Saved entries:
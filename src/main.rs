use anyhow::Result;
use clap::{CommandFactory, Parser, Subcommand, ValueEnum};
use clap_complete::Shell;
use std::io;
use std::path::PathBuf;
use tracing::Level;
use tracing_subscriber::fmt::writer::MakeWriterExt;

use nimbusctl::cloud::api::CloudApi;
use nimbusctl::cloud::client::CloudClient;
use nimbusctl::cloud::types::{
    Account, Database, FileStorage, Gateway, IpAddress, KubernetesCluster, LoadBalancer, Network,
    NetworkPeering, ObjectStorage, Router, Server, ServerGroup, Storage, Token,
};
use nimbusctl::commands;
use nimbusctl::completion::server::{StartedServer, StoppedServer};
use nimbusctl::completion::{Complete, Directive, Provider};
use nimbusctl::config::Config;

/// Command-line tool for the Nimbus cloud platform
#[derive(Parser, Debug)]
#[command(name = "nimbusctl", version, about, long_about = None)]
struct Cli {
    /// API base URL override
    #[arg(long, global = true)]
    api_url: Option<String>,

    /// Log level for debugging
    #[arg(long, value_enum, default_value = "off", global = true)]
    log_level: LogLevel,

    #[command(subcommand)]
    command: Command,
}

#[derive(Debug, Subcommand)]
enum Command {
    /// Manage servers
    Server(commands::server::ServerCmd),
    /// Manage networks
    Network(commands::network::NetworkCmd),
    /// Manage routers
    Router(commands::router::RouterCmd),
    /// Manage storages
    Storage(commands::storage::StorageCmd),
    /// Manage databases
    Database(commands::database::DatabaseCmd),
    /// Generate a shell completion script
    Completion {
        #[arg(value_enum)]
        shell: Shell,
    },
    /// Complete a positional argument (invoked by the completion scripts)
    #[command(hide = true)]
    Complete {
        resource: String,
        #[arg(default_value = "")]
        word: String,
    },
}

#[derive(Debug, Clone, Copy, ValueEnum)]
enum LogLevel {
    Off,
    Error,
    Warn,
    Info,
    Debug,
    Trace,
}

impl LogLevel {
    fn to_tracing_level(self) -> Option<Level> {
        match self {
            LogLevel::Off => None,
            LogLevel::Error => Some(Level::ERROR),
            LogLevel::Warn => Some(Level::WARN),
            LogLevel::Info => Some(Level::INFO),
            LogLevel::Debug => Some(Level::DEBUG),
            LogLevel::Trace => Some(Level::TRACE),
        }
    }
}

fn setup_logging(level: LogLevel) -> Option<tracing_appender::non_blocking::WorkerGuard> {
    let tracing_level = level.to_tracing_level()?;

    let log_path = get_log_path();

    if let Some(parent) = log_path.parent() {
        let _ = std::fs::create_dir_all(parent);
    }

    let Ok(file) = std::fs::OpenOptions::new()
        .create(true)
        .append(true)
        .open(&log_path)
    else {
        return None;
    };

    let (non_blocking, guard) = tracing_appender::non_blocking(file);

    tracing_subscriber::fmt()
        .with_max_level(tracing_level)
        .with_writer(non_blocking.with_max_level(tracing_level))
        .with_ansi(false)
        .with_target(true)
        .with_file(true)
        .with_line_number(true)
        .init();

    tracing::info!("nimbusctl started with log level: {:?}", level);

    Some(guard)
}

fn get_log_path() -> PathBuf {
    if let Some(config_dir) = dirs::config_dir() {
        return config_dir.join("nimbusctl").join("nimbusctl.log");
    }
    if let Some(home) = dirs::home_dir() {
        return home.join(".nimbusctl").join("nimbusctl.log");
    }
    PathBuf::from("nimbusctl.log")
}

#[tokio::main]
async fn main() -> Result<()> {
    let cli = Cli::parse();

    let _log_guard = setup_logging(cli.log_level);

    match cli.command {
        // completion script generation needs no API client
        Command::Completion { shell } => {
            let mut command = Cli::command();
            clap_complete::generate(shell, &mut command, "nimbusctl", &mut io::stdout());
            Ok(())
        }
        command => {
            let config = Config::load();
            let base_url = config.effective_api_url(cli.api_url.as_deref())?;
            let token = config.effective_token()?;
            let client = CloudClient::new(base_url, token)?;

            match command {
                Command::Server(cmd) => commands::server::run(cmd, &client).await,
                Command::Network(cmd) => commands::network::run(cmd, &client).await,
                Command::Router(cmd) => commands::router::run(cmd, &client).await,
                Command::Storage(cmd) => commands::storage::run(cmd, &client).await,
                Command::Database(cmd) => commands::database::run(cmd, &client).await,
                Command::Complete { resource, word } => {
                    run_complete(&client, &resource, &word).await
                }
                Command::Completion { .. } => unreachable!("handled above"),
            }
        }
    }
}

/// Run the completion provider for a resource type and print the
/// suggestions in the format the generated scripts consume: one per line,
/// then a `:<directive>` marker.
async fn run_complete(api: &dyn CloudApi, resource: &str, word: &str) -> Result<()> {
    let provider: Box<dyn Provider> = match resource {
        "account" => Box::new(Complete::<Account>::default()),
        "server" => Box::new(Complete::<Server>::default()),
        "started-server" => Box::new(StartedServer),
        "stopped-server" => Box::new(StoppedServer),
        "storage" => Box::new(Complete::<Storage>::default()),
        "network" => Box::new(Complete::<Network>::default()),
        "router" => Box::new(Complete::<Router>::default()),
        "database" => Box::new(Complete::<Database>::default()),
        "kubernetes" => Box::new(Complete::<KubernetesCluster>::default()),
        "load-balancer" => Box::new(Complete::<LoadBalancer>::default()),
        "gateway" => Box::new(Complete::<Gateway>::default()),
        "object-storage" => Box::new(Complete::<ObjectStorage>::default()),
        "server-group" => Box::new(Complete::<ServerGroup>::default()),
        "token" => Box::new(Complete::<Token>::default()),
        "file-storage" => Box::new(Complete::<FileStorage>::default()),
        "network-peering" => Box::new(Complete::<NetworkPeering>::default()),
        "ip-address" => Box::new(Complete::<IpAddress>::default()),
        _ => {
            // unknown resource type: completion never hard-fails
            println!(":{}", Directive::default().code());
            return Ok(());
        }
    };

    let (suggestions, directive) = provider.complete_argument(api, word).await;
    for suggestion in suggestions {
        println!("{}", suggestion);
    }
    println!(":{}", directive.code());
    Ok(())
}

==

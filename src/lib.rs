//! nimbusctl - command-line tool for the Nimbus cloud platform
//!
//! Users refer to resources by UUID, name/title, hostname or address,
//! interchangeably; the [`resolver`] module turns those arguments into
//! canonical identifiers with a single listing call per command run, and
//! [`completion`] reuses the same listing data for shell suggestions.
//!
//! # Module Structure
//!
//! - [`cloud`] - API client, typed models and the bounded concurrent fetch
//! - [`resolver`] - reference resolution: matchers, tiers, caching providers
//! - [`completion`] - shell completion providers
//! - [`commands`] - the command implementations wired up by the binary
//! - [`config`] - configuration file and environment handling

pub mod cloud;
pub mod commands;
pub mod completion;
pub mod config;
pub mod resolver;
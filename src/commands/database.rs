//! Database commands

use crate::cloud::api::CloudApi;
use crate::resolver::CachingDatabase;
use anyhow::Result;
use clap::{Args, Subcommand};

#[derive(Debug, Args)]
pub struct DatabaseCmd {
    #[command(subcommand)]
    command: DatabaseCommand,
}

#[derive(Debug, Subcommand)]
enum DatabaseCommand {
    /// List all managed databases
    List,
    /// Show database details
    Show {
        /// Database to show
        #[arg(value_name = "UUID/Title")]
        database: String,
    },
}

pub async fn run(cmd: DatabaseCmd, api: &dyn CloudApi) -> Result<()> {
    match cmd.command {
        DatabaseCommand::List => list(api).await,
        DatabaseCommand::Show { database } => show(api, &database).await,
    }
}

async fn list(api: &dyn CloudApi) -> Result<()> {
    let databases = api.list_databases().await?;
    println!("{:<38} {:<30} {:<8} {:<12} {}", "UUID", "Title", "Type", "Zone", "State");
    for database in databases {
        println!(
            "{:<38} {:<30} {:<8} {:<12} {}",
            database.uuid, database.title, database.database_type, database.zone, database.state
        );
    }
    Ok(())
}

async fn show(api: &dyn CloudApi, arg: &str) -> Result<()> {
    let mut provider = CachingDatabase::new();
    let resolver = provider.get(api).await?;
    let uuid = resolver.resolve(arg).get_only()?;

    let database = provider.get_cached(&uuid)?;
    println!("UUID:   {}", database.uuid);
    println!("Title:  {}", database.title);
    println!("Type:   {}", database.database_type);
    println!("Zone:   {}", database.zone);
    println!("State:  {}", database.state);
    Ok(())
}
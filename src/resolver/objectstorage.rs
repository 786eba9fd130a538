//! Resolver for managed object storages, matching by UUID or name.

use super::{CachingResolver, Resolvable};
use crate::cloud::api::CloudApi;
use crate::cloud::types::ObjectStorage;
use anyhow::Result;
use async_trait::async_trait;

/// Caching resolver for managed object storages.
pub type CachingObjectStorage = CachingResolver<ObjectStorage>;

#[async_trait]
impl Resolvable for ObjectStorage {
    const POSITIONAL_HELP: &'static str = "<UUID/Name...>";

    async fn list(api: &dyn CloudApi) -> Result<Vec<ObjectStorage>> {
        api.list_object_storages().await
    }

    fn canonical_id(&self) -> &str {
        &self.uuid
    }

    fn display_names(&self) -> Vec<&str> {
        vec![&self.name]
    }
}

* * *

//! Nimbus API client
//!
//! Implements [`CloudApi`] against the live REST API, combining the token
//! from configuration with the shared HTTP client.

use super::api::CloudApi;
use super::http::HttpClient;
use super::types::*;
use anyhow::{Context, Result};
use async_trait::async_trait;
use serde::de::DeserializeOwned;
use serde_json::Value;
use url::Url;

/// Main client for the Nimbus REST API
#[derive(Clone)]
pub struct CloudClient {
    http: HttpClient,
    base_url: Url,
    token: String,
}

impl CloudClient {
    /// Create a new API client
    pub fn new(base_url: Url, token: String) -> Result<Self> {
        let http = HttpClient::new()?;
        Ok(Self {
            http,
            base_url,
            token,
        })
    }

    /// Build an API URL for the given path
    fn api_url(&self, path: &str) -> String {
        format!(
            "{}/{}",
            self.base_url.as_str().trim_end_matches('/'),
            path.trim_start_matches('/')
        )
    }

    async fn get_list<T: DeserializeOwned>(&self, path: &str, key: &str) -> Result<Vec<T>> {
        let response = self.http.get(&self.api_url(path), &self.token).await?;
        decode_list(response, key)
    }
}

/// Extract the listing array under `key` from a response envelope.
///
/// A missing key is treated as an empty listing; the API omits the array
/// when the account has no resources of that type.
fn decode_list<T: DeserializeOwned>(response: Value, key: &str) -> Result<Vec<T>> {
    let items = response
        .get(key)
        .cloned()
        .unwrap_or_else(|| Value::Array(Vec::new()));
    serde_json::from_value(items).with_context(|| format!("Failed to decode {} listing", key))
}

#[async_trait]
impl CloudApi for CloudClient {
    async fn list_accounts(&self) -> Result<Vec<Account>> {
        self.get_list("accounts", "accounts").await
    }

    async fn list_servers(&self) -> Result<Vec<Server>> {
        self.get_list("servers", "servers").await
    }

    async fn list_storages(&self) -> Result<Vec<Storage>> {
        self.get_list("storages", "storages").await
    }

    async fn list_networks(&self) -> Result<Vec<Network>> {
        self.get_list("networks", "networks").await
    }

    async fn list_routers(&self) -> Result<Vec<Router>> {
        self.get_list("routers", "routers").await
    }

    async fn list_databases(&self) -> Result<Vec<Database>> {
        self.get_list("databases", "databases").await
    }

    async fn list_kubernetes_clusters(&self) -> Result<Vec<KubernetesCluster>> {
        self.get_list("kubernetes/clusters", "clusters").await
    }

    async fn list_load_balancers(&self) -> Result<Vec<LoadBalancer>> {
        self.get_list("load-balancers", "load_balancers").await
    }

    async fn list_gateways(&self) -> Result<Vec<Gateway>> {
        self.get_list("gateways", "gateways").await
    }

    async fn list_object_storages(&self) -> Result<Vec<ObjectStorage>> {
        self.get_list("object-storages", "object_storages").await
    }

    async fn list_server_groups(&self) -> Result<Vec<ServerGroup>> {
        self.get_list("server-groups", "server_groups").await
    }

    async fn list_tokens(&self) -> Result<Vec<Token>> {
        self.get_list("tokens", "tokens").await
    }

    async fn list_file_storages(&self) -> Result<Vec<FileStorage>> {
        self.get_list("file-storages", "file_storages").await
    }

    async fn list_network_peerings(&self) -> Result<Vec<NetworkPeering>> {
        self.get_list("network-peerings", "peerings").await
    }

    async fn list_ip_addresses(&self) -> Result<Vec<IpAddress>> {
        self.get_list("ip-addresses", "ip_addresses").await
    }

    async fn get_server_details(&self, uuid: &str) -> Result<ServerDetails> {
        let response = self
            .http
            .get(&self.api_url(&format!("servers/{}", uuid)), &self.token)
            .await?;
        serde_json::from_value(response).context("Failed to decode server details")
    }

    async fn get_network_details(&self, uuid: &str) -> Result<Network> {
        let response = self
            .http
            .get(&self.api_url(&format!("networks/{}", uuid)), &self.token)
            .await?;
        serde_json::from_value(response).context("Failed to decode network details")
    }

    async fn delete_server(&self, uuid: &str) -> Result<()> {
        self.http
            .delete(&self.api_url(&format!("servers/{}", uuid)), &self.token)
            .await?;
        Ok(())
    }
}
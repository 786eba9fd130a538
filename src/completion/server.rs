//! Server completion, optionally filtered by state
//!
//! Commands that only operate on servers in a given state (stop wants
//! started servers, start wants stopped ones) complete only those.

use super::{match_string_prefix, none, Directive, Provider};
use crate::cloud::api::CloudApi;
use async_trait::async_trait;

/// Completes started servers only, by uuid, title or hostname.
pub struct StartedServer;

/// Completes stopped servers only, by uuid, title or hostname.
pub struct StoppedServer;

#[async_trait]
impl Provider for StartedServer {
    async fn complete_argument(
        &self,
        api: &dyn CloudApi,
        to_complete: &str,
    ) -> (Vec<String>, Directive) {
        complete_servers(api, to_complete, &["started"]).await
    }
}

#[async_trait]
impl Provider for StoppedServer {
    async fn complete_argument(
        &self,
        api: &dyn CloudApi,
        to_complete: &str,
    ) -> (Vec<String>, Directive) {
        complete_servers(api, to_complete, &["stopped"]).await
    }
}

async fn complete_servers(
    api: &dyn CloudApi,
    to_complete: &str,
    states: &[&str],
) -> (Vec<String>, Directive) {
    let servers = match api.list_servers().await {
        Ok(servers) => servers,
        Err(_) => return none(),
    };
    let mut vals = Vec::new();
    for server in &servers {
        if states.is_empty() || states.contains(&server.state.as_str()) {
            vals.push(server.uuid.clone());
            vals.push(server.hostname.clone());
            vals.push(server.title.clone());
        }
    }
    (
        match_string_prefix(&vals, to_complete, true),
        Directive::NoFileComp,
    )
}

## YOUR OBJECTIVE
Among the entries above, the line containing "a response envelope.", the line containing "async fn list_networks(&self)", and all lines between them are to be restated word for word; nothing else belongs in the reply.

## YOUR RESPONSE
/// Extract the listing array under `key` from a response envelope.
///
/// A missing key is treated as an empty listing; the API omits the array
/// when the account has no resources of that type.
fn decode_list<T: DeserializeOwned>(response: Value, key: &str) -> Result<Vec<T>> {
    let items = response
        .get(key)
        .cloned()
        .unwrap_or_else(|| Value::Array(Vec::new()));
    serde_json::from_value(items).with_context(|| format!("Failed to decode {} listing", key))
}

#[async_trait]
impl CloudApi for CloudClient {
    async fn list_accounts(&self) -> Result<Vec<Account>> {
        self.get_list("accounts", "accounts").await
    }

    async fn list_servers(&self) -> Result<Vec<Server>> {
        self.get_list("servers", "servers").await
    }

    async fn list_storages(&self) -> Result<Vec<Storage>> {
        self.get_list("storages", "storages").await
    }

    async fn list_networks(&self) -> Result<Vec<Network>> {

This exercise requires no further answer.